キッチンで紅茶を準備しながらソフィアが心配そうに声を掛けた。

「食べてるよ。大丈夫。新型機の開発で少し忙しいけど、こうして休みは取れてるし。」

「そう?無理しないでね。でも新型戦闘機開発の設計主任に抜擢されるなんて本当にすごいわ。これまでアレクが改良した機体はどれも成果を上げてるものね。」

「そんなことないよ。今回だってメルクシュナイダー社との共同開発だから、向こうの設計士や技術者にかなり助けられてる。それにすごいのはフランツだろ。この歳で少佐になるなんて、佐官の最年少記録を更新したってな。」

「そうね…戦闘機に乗ったフランツは別人みたい。普段は料理も洗濯もできない人なのに。戦闘に熱中してるときは周りが見えなくなることがあるからそこが心配だけど…。」

 ソフィアは紅茶を淹れたポットとティーカップをお盆に乗せ、リビングにあるローテーブルに運んだ。そして丁寧にポットからカップへ紅茶を注いだ。


「…相談は結婚に関する件か?フランツの両親に反対されてるって…。

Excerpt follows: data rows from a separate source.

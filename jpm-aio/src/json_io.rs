// jpm-aio/src/json_io.rs
use std::path::Path;

use serde::de::DeserializeOwned;
use serde::Serialize;
use tracing::debug;

use jpm_common::error::Result;

/// Writes serializable data to a JSON file, pretty-printed with two-space
/// indentation, replacing the file atomically.
pub fn write_json_pretty<T: Serialize + ?Sized>(path: &Path, data: &T) -> Result<()> {
    debug!("Writing JSON to: {}", path.display());
    let json_bytes = serde_json::to_vec_pretty(data)?;
    crate::fs::atomic_write_file(path, &json_bytes)
}

/// Reads and deserializes data from a JSON file.
pub fn read_json<T: DeserializeOwned>(path: &Path) -> Result<T> {
    debug!("Reading JSON from: {}", path.display());
    let bytes = std::fs::read(path)?;
    Ok(serde_json::from_slice(&bytes)?)
}

#[cfg(test)]
mod tests {
    use super::*;
    use serde_json::{json, Value};

    #[test]
    fn round_trips_with_two_space_indent() {
        let dir = tempfile::tempdir().unwrap();
        let path = dir.path().join("package.json");
        write_json_pretty(&path, &json!({ "name": "demo", "dependencies": { "a": "^1.0.0" } }))
            .unwrap();

        let raw = std::fs::read_to_string(&path).unwrap();
        assert!(raw.contains("\n  \"name\": \"demo\""));

        let back: Value = read_json(&path).unwrap();
        assert_eq!(back["dependencies"]["a"], "^1.0.0");
    }
}
use std::path::Path;
use std::time::Duration;

use async_trait::async_trait;
use futures::StreamExt;
use jpm_common::config::Config;
use jpm_common::error::{JpmError, Result};
use reqwest::header::{HeaderMap, HeaderValue, ACCEPT, USER_AGENT};
use reqwest::{Client, StatusCode};
use tokio::fs::File as TokioFile;
use tokio::io::AsyncWriteExt;
use tracing::{debug, error};

use crate::validation::validate_url;

const USER_AGENT_STRING: &str = "jpm package installer (Rust)";

/// Streams a remote resource to a local file.
#[async_trait]
pub trait Fetcher: Send + Sync {
    /// Downloads `url` into `dest`, returning the number of bytes written.
    /// Any transport failure is a [`JpmError::Network`].
    async fn fetch(&self, url: &str, dest: &Path) -> Result<u64>;
}

pub fn build_http_client(config: &Config) -> Result<Client> {
    let mut headers = HeaderMap::new();
    headers.insert(USER_AGENT, HeaderValue::from_static(USER_AGENT_STRING));
    headers.insert(ACCEPT, HeaderValue::from_static("*/*"));
    Client::builder()
        .connect_timeout(config.connect_timeout)
        .default_headers(headers)
        .redirect(reqwest::redirect::Policy::limited(10))
        .build()
        .map_err(|e| JpmError::Generic(format!("Failed to build HTTP client: {e}")))
}

#[derive(Debug, Clone)]
pub struct HttpFetcher {
    client: Client,
    timeout: Duration,
}

impl HttpFetcher {
    pub fn new(client: Client, timeout: Duration) -> Self {
        Self { client, timeout }
    }

    pub fn from_config(config: &Config) -> Result<Self> {
        Ok(Self::new(build_http_client(config)?, config.fetch_timeout))
    }

    async fn stream_to_file(&self, url: &str, dest: &Path) -> Result<u64> {
        let network_err = |reason: String| JpmError::Network(url.to_string(), reason);

        let response = self.client.get(url).send().await.map_err(|e| {
            debug!("HTTP request failed for {url}: {e}");
            network_err(format!("request failed: {e}"))
        })?;
        let status = response.status();
        debug!("Received HTTP status: {} for {}", status, url);

        if !status.is_success() {
            error!("HTTP error {} for URL {}", status, url);
            return Err(match status {
                StatusCode::NOT_FOUND => network_err("resource not found (404)".to_string()),
                StatusCode::FORBIDDEN => network_err("access forbidden (403)".to_string()),
                _ => network_err(format!("HTTP status {status}")),
            });
        }

        let mut file = TokioFile::create(dest).await?;
        let mut written: u64 = 0;
        let mut stream = response.bytes_stream();
        while let Some(chunk) = stream.next().await {
            let chunk = chunk.map_err(|e| network_err(format!("interrupted stream: {e}")))?;
            file.write_all(&chunk).await?;
            written += chunk.len() as u64;
        }
        file.flush().await?;
        file.sync_all().await?;
        debug!("Finished writing {} bytes to {}", written, dest.display());
        Ok(written)
    }
}

#[async_trait]
impl Fetcher for HttpFetcher {
    async fn fetch(&self, url: &str, dest: &Path) -> Result<u64> {
        validate_url(url)?;
        debug!("Downloading {} to {}", url, dest.display());

        let outcome = tokio::time::timeout(self.timeout, self.stream_to_file(url, dest)).await;
        let result = match outcome {
            Ok(result) => result,
            Err(_) => Err(JpmError::Network(
                url.to_string(),
                format!("timed out after {:?}", self.timeout),
            )),
        };

        if result.is_err() {
            // A half-written file must never look like a finished download.
            if let Err(e) = tokio::fs::remove_file(dest).await {
                if e.kind() != std::io::ErrorKind::NotFound {
                    debug!("Failed to remove partial download {}: {}", dest.display(), e);
                }
            }
        }
        result
    }
}

#[cfg(test)]
mod tests {
    use super::*;
    use std::path::PathBuf;
    use tokio::io::AsyncReadExt;
    use tokio::net::TcpListener;

    fn fetcher() -> HttpFetcher {
        let config = Config::with_roots(&PathBuf::from("/tmp"), &PathBuf::from("/tmp"));
        HttpFetcher::from_config(&config).unwrap()
    }

    fn fetcher_with_timeout(timeout: Duration) -> HttpFetcher {
        let config = Config::with_roots(&PathBuf::from("/tmp"), &PathBuf::from("/tmp"));
        HttpFetcher::new(build_http_client(&config).unwrap(), timeout)
    }

    /// Accepts one connection on loopback, reads the request and answers
    /// with `response` verbatim, or holds the socket open when it is `None`.
    async fn serve_once(response: Option<&'static [u8]>) -> String {
        let listener = TcpListener::bind("127.0.0.1:0").await.unwrap();
        let addr = listener.local_addr().unwrap();
        tokio::spawn(async move {
            let (mut socket, _) = listener.accept().await.unwrap();
            let mut buf = [0u8; 2048];
            let _ = socket.read(&mut buf).await;
            match response {
                Some(bytes) => {
                    let _ = socket.write_all(bytes).await;
                    let _ = socket.shutdown().await;
                }
                None => tokio::time::sleep(Duration::from_secs(30)).await,
            }
        });
        format!("http://{addr}/x.tgz")
    }

    #[tokio::test]
    async fn error_status_is_network_error() {
        let url = serve_once(Some(
            &b"HTTP/1.1 500 Internal Server Error\r\nContent-Length: 0\r\nConnection: close\r\n\r\n"[..],
        ))
        .await;
        let dir = tempfile::tempdir().unwrap();
        let dest = dir.path().join("x.tgz");

        let err = fetcher_with_timeout(Duration::from_secs(10))
            .fetch(&url, &dest)
            .await
            .unwrap_err();

        match err {
            JpmError::Network(failed_url, reason) => {
                assert_eq!(failed_url, url);
                assert!(reason.contains("500"), "{reason}");
            }
            other => panic!("expected a network error, got {other:?}"),
        }
        assert!(!dest.exists());
    }

    #[tokio::test]
    async fn truncated_body_is_network_error_and_partial_file_is_removed() {
        let url = serve_once(Some(
            &b"HTTP/1.1 200 OK\r\nContent-Length: 4096\r\nConnection: close\r\n\r\nonly part of it"[..],
        ))
        .await;
        let dir = tempfile::tempdir().unwrap();
        let dest = dir.path().join("x.tgz");

        let err = fetcher_with_timeout(Duration::from_secs(10))
            .fetch(&url, &dest)
            .await
            .unwrap_err();

        assert!(matches!(err, JpmError::Network(..)), "got {err:?}");
        assert!(!dest.exists());
    }

    #[tokio::test]
    async fn silent_server_times_out_as_network_error() {
        let url = serve_once(None).await;
        let dir = tempfile::tempdir().unwrap();
        let dest = dir.path().join("x.tgz");

        let err = fetcher_with_timeout(Duration::from_millis(100))
            .fetch(&url, &dest)
            .await
            .unwrap_err();

        match err {
            JpmError::Network(_, reason) => assert!(reason.contains("timed out"), "{reason}"),
            other => panic!("expected a network error, got {other:?}"),
        }
        assert!(!dest.exists());
    }

    #[tokio::test]
    async fn refuses_insecure_urls_before_connecting() {
        let dir = tempfile::tempdir().unwrap();
        let dest = dir.path().join("x.tgz");
        let err = fetcher()
            .fetch("http://registry.example.com/x.tgz", &dest)
            .await
            .unwrap_err();
        assert!(matches!(err, JpmError::Validation(_)), "got {err:?}");
        assert!(!dest.exists());
    }

    #[tokio::test]
    async fn connection_refused_is_network_error_and_leaves_no_file() {
        let dir = tempfile::tempdir().unwrap();
        let dest = dir.path().join("x.tgz");
        // Port 9 (discard) on loopback is closed on any sane test host.
        let err = fetcher()
            .fetch("http://127.0.0.1:9/x.tgz", &dest)
            .await
            .unwrap_err();
        assert!(matches!(err, JpmError::Network(..)), "got {err:?}");
        assert!(!dest.exists());
    }
}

」

「ううん、そうじゃないの。フランツのご両親が反対されるのは当然だわ。リーデンベルク家は名家だし、貧困街出身の相手なんか許すはずが無いもの。フランツは分からないけど、私は結婚にこだわってるわけじゃない。今一緒に居られるだけで十分幸せよ。」

 ソフィアは何事も無いように微笑んだ。紅茶を注ぎ終わるとアレクに差し出し、自分もソファに座った。

 アレクは二人の結婚がうまくいって欲しかったが、それ以上は自分が口出すことでは無いと考えて口をつぐんだ。階級の違いを理由に反対する両親に、フランツが納得するわけがない。ソフィアのためならきっと家と縁を切ってでも一緒になるだろうとアレクは思った。


「相談はね、全然違う話で…。実は、最近フランツが諜報部の人間と接触してるみたいなの。」

 アレクは思いもしない言葉に面くらった。

「諜報部…?一体何のために?」

 ソフィアは紅茶の入ったカップを置いてから、改めてアレクを見た。

「ずっとアレクには言おうと思ってたんだけど…、実は、私の兄は今収容所にいるの。6年前に政治犯として逮捕されて以来ずっと。」

 アレクはまたしてもソフィアの唐突な言葉に戸惑った。ソフィアに兄がいることは知っていたが、収容所にいるなどということは初めて聞いた。

「政治犯として…?治安維持部隊に逮捕されたのか?6年前って…俺たちがまだ軍に入る前だな。」

「そう。6年前のチャンピオンシップの日よ。私とフランツが初めてちゃんと話をしたのもあのときだった。もしあのときフランツと話をしていなかったら、私が今ここにいることなんて考えられなかった…。」


 それからソフィアはチャンピオンシップでフランツと交わした会話の内容から、軍に入って兄との面会を果たし手紙のやり取りをするようになるまでのことを全て語ってくれた。それはアレクにとっては初めて聞くことばかりだった。

「そんなことがあったなんて…全然知らなかった。フランツからもそんな話少しも聞いたことがなかったし。」

「そう…。アレクに言わないって二人で決めていた訳では無かったんだけど、きっとフランツは何かしらアレクに影響があることを考えて言わなかったのね。私もそうだから。…ずっと隠しててごめんなさい。いえ…言ってしまったことの方を謝らないといけないわ…。」

「そんなことない!話してくれて嬉しいよ。むしろ二人が大変だったときに俺は何も力になれなくて…。今フランツが諜報部の人間と接触しているのは、そのソフィアのお兄さんに関連しているということだな?今度はちゃんと力になるから、俺に全部話してくれ。」

 アレクは真っ直ぐにソフィアを見て言った。ソフィアはアレクの言葉をとても心強く思った。

「ありがとう…アレクに相談してよかった。」

 柔らかく微笑んでから、ソフィアは改めてアレクに自らの考えを話した。